Once again, we are reminded that facts and figures don't speak to Ronald Reagan, people do.
Thanks to Newsweek magazine, we learn that the president was moved to act in the Ethiopian famine by a letter from Mother Teresa. He had hitherto been hung up by the circumstance of a vicious Marxist government; once he read her words, he unleashed $100 million more in aid.
No such magical missive from a megawatt personality has been received at the White House about the federal budget. Reagan holds to his notion that the ever-growing deficits will be sopped up by a booming economy. He thinks he can raise military pay while cutting Pentagon civilians.
He thinks he can slash social spending and merely wave the ax at the Defense Department.
One other way to get his attention is a hunger strike. Mitch Snyder, the aggressive defender of the homeless, almost starved himself to death to get a better break for his charges. Reagan blinked. Snyder got promises of change. Party-going Cabinet officers might not find the tactic appealing in the Christmas season.
While editorial writers gnash their teeth and Republican senators pound the walls, Reagan is enjoying himself. He wishes to prolong the glow that comes from squashing an opponent by 18 points, from observing an opposition party that cannot choose a chairman.
The White House staff, pondering charts and ledgers, has taken to staging elaborate shadow plays that are supposed to bring home to the Gipper the error of his ways and to nudge him into accommodation with reality.
In desperation, they cast Defense Secretary Caspar W. Weinberger as locked in mortal combat with the rest of the Cabinet. By representing his Pentagon clients with matchless gall and devotion, Weinberger had, they said, produced a "paralysis" in the government. He was the heavy.
When this was called to Reagan's attention, he was indignant. He gave a version of the Boys' Town answer: "He's not heavy; he's my brother."
On defense spending, Weinberger long ago won Reagan's heart and mind. It is not just that the president agrees with him that there is no waste and fraud in the Pentagon, at least none that Weinberger has not discovered. It is that the secretary presents things to him in a winning way: little sketches of drooping eagles or erect GIs, to show the president the dire effects of following the counsel of Office of Management and Budget Director David A. Stockman, who has never learned to draw and who wants to cut $58 billion in defense spending over the next three years.
In Weinberger's presence, Reagan knows that he is right about his conviction that the government's only real obligation is to defend the country.
No one listened more intently to the campaign speeches of Ronald Reagan than Ronald Reagan. While he was on the stump, he was in a beautiful world where peace reigned and patriotism bloomed, where deficits disappeared and nobody took a pay cut. Why would he want to rush to the chilly realities that await him?
Soon he must send a budget to Congress. He puts himself through the process cheerfully enough -- it helps his "in charge" image. But he slips out to sit in with Weinberger, plainly, and tells him stand his ground and hand the knife to Congress.

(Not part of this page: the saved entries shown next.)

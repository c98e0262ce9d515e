use futures::future::BoxFuture;

use crate::state::RunState;

/// One unit of work in a step graph.
///
/// Steps never fail: anything that goes wrong is recorded on the state's
/// error log and the graph carries on.
pub trait Step: Send + Sync {
    fn name(&self) -> &str;

    fn run<'a>(&'a self, state: &'a mut RunState) -> BoxFuture<'a, ()>;
}
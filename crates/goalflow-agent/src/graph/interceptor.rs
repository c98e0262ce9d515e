use std::time::Duration;

use tracing::{debug, info, warn};

use crate::state::RunState;

/// Observer hooks around a run and each of its steps.
///
/// Interceptors see the state read-only and cannot alter control flow.
pub trait StepInterceptor: Send + Sync {
    fn run_started(&self, _state: &RunState) {}

    fn before(&self, _step: &str, _state: &RunState) {}

    fn after(&self, _step: &str, _state: &RunState, _elapsed: Duration) {}

    fn run_finished(&self, _state: &RunState) {}
}

/// Emits tracing events for every step.
#[derive(Debug, Default, Clone, Copy)]
pub struct TracingInterceptor;

impl StepInterceptor for TracingInterceptor {
    fn run_started(&self, state: &RunState) {
        info!(
            run_id = state.run_id(),
            goal = state.goal(),
            max_attempts = state.max_attempts(),
            "Run started"
        );
    }

    fn before(&self, step: &str, state: &RunState) {
        debug!(run_id = state.run_id(), step, attempt = state.attempts(), "Entering step");
    }

    fn after(&self, step: &str, state: &RunState, elapsed: Duration) {
        debug!(
            run_id = state.run_id(),
            step,
            attempt = state.attempts(),
            elapsed_ms = elapsed.as_millis() as u64,
            errors = state.errors().len(),
            "Step complete"
        );
    }

    fn run_finished(&self, state: &RunState) {
        if state.accepted() {
            info!(
                run_id = state.run_id(),
                tool = ?state.selected_tool,
                attempts = state.attempts(),
                "Run accepted"
            );
        } else {
            warn!(
                run_id = state.run_id(),
                tool = ?state.selected_tool,
                attempts = state.attempts(),
                errors = state.errors().len(),
                "Run gave up"
            );
        }
    }
}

Weinberger suits Reagan perfectly. He loves weapons, but he's not keen to use them. He made a speech recently laying down strict conditions for committing U.S. troops. Meanwhile, Secretary of State George P. Shultz has been clamoring for use of force to combat terrorism.
The president has yet to take sides in the dispute. He has just come through his first hostage crisis. He handled it pretty much as President Jimmy Carter handled his -- he complained bitterly about the Iranians and did nothing, for the same reasons that Carter waited months to send a rescue mission.
Reagan wasn't standing tall, as he promised to do. But he is not being compared with Carter. The difference is luck. Carter's crisis lasted 444 days and cost him the presidency. Reagan's lasted six days.
About the one thing we have learned since Reagan's reelection is that it is not wise to utter in his presence a sentence that begins "You can't . . . . "
A man who has won the country, 49 states to 1, just doesn't believe it.
He wishes to linger awhile in the precincts of fantasy. Until someone taps on the old actor's door and says, "Five minutes, Mr. President," he will go on pretending that money for the Pentagon need never be written in red ink.